彼(あるいは彼女)がどれほどの時間を有しており、その大切でゼイタクな時間をどれほど無駄にしたのかはわからないけれど、言いたいことはなんとなくわかった。

UMAにも知性があり、それっぽいことを語り、人間の興味を誘う。それからしばらくの間、わたしは人生の時間を無駄に費やしてみた。ほんの十七ヵ月くらい。

確かにネス男(あるいはネス美)は『ゼイタクな暮らしの心地良さ』には言及していなかった。ただわたしが一方的に、贅沢は心地良いと思い込み、幾ばくかの憧れを胸に秘めて時間を浪費したに過ぎない。

時間を無駄にしたことによって、わたしは何も獲得せず、有意義な変化もせず、ただ時だけが過ぎていった。経過に伴う感情の起伏が乏しかったため、無情と呼ばれても仕方のない体験であった。

生物としては細胞が何度か生まれ変わり、テロメアは短くなり、生涯における試行回数が(おそらく)減った。もう一度ゼイタクな暮らしをしたいかと問われたら、もういいかなとお断りするだろう。

彼(あるいは彼女)がその時間を無駄に過ごし終えた時、胸に去来するものがあったのだろうか。あの長い首の先に鎮座する小さそうな脳味噌の中で、悔恨や懺悔の念は瞬いたのだろうか。ネッシーは自らの大切な時間を、ただの一度でも無駄にしたことがあるのだろうか。
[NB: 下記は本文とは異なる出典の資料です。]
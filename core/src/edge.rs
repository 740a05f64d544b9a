use std::collections::hash_map::DefaultHasher;
use std::hash::{Hash, Hasher};

use crate::graph::{Vertex, Weight};

/// A single weighted edge. Equality and hashing respect direction.
#[derive(Debug, Clone, PartialEq, Eq, Hash)]
pub struct WeightedEdge<V> {
    pub source: V,
    pub destination: V,
    pub weight: Weight,
}

impl<V> WeightedEdge<V> {
    pub fn new(source: V, destination: V, weight: Weight) -> Self {
        Self {
            source,
            destination,
            weight,
        }
    }
}

impl<V: Vertex> WeightedEdge<V> {
    /// Same endpoints in either order, same weight.
    pub fn same_undirected(&self, other: &Self) -> bool {
        self.weight == other.weight
            && ((self.source == other.source && self.destination == other.destination)
                || (self.source == other.destination && self.destination == other.source))
    }
}

/// Wrapper comparing edges with endpoint order ignored.
///
/// `a → b` and `b → a` with the same weight are equal and hash alike, so a
/// `HashSet<UndirectedEdge<V>>` holds each mirrored pair once.
#[derive(Debug, Clone)]
pub struct UndirectedEdge<V>(pub WeightedEdge<V>);

impl<V: Vertex> PartialEq for UndirectedEdge<V> {
    fn eq(&self, other: &Self) -> bool {
        self.0.same_undirected(&other.0)
    }
}

impl<V: Vertex> Eq for UndirectedEdge<V> {}

impl<V: Vertex> Hash for UndirectedEdge<V> {
    fn hash<H: Hasher>(&self, state: &mut H) {
        // Commutative combine so endpoint order cannot change the hash.
        let endpoints =
            endpoint_hash(&self.0.source).wrapping_add(endpoint_hash(&self.0.destination));
        state.write_u64(endpoints);
        self.0.weight.hash(state);
    }
}

fn endpoint_hash<V: Hash>(vertex: &V) -> u64 {
    let mut hasher = DefaultHasher::new();
    vertex.hash(&mut hasher);
    hasher.finish()
}

impl<V> From<WeightedEdge<V>> for UndirectedEdge<V> {
    fn from(edge: WeightedEdge<V>) -> Self {
        UndirectedEdge(edge)
    }
}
『時間は有限で、贅沢品だ。人生最高のゼイタクとは、時間を無駄にすることだ』と、ネッシーは言った。

以来、一度も姿を見せずにいる。


UMAが水面下で忙しく過ごしているとも思えない。
きっと、わたしの油断が足りないのだろう。

頬を伝う湖水を指で拭い、深く、大きく呼吸してみる。
空は明る過ぎるし、風は少しだけ冷たい。
でも太陽は心地良く、実にあたたかい。